En fait, et c'était vraiment mieux ainsi, Juan Bautista n'avait rien vu car il était en avant des deux protagonistes.
 
« Je n'ai rien vu, rien entendu mais je t'assure que tu nous as fait très peur. »
 
« Mais tout de même, insista Jean-Barnabé, je n'ai pas sauté en marche ! »
 
« Non, mais d'après les autres gus, ton poulain a fait un écart quand l’autre est venu à ta hauteur, ton poulain a glissé et tu t'es retrouvé le nez dans l'herbe, voilà tout. »
 
« Un écart ? Mais ce poulain n'a jamais bougé une oreille, on dirait un vieux, c'est d'ailleurs bien pour ça que le patron le met à ma liste ! »
 
« Tu sais, ça arrive. L'essentiel c'est que tu t’en sois sorti...»
 
Ils parlèrent de choses et d'autres et Juan Bautista promit à son père de venir le revoir le surlendemain car ses obligations ne lui permettaient pas mieux.
 
« Les médecins ne vont pas te laisser sortir avant quelques jours d'après ce qu'ils m'ont dit, trois jours de coma, ils ne prennent pas ça à la légère... Tiens, je t'ai amené un peu de lecture, Paris Turf bien sûr mais aussi un magazine qui devrait te distraire... A bientôt, ou plutôt à après-demain, et bon courage... »
 
Après demain arriva lentement et la visite de son fils pas du tout... Un coup de téléphone passé de sa voiture pour se faire excuser son absence fut le seul contact que JB eut avec ce garçon auquel il s'attachait de plus en plus, alors qu'à contrario, le jeune jockey, lui, cherchait de toute évidence à s'émanciper.
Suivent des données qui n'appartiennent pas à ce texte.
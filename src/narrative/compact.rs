//! Deep compaction of JSON payloads

use serde_json::{Map, Value};

/// Remove null and blank-string object members recursively.
///
/// Arrays are compacted element-wise; their elements are kept even when
/// null so positional meaning is preserved.
pub fn compact_value(value: Value) -> Value {
    match value {
        Value::Object(map) => {
            let compacted: Map<String, Value> = map
                .into_iter()
                .filter(|(_, v)| !is_blank(v))
                .map(|(k, v)| (k, compact_value(v)))
                .collect();
            Value::Object(compacted)
        }
        Value::Array(items) => Value::Array(items.into_iter().map(compact_value).collect()),
        other => other,
    }
}

fn is_blank(value: &Value) -> bool {
    match value {
        Value::Null => true,
        Value::String(s) => s.trim().is_empty(),
        _ => false,
    }
}

#[cfg(test)]
mod tests {
    use super::*;
    use serde_json::json;

    #[test]
    fn test_compact_drops_null_and_blank_leaves() {
        let out = compact_value(json!({
            "a": null,
            "b": "  ",
            "c": "keep",
            "d": { "e": null, "f": 0, "g": false },
            "h": [ { "i": null, "j": "x" }, "y" ],
            "k": []
        }));
        assert_eq!(
            out,
            json!({
                "c": "keep",
                "d": { "f": 0, "g": false },
                "h": [ { "j": "x" }, "y" ],
                "k": []
            })
        );
    }

    #[test]
    fn test_compact_scalars_untouched() {
        assert_eq!(compact_value(json!("x")), json!("x"));
        assert_eq!(compact_value(json!(null)), json!(null));
    }
}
Même si il pouvait comprendre que son fils avait mieux à faire que de venir le voir, car après tout, comme lui quelques années auparavant, il était en quête de réussite professionnelle, il était néanmoins bien triste de sentir que l'isolement risquait vite de devenir le plus déplorable de son quotidien.
 
Il espérait pourtant qu'une fois quitté cet hôpital, la vie d'avant allait reprendre son cours et que grâce à Juan Bautista, il allait lui redonner du sens et du mouvement. Quand le médecin lui annonça que sa sortie était proche, tout s'éclaira, la joie et l'espoir le gagnèrent pour plusieurs heures. Pour compléter son bonheur, son fils l'appela mais lorsqu’il lui annonça cette bonne nouvelle qui aurait du le réjouir, Juan Bautista en parut presque indifférent, ce qui ne manqua pas de peiner beaucoup Jean-Barnabé, même si il ne laissa rien percevoir.
 
Il dut même lui demander de venir le chercher car ce dernier ne se proposa pas spontanément. Il vint tout de même,mais avec trois heures de retard sur l'horaire convenu. Jean-Barnabé s’abstint pourtant de tout reproche.
 
« Je te dépose chez toi et je file, annonça Juan Bautista à l'auteur de ses jours, j'ai rendez-vous et je suis déjà en retard. »
 
Son père ne répondit rien, d'ailleurs la conversation sur la route qui les conduisait de l’hôpital à la maison fut plus que concise... Juan Bautista déposa son père devant chez lui et démarra immédiatement. Jean-Barnabé resta là, devant la porte, un peu désœuvré mais surtout très mal à l'aise. Il fit tourner la clé dans la serrure et rentra retrouver son sweet home sans aucun plaisir.
 
Pour la première fois de sa vie, réellement, la solitude lui pesait. Jusque là c'était plutôt une bonne compagne, une douce habitude, presque une amie avec qui il s'endormait chaque soir, en accord avec lui-même puisque c'était son choix de vie.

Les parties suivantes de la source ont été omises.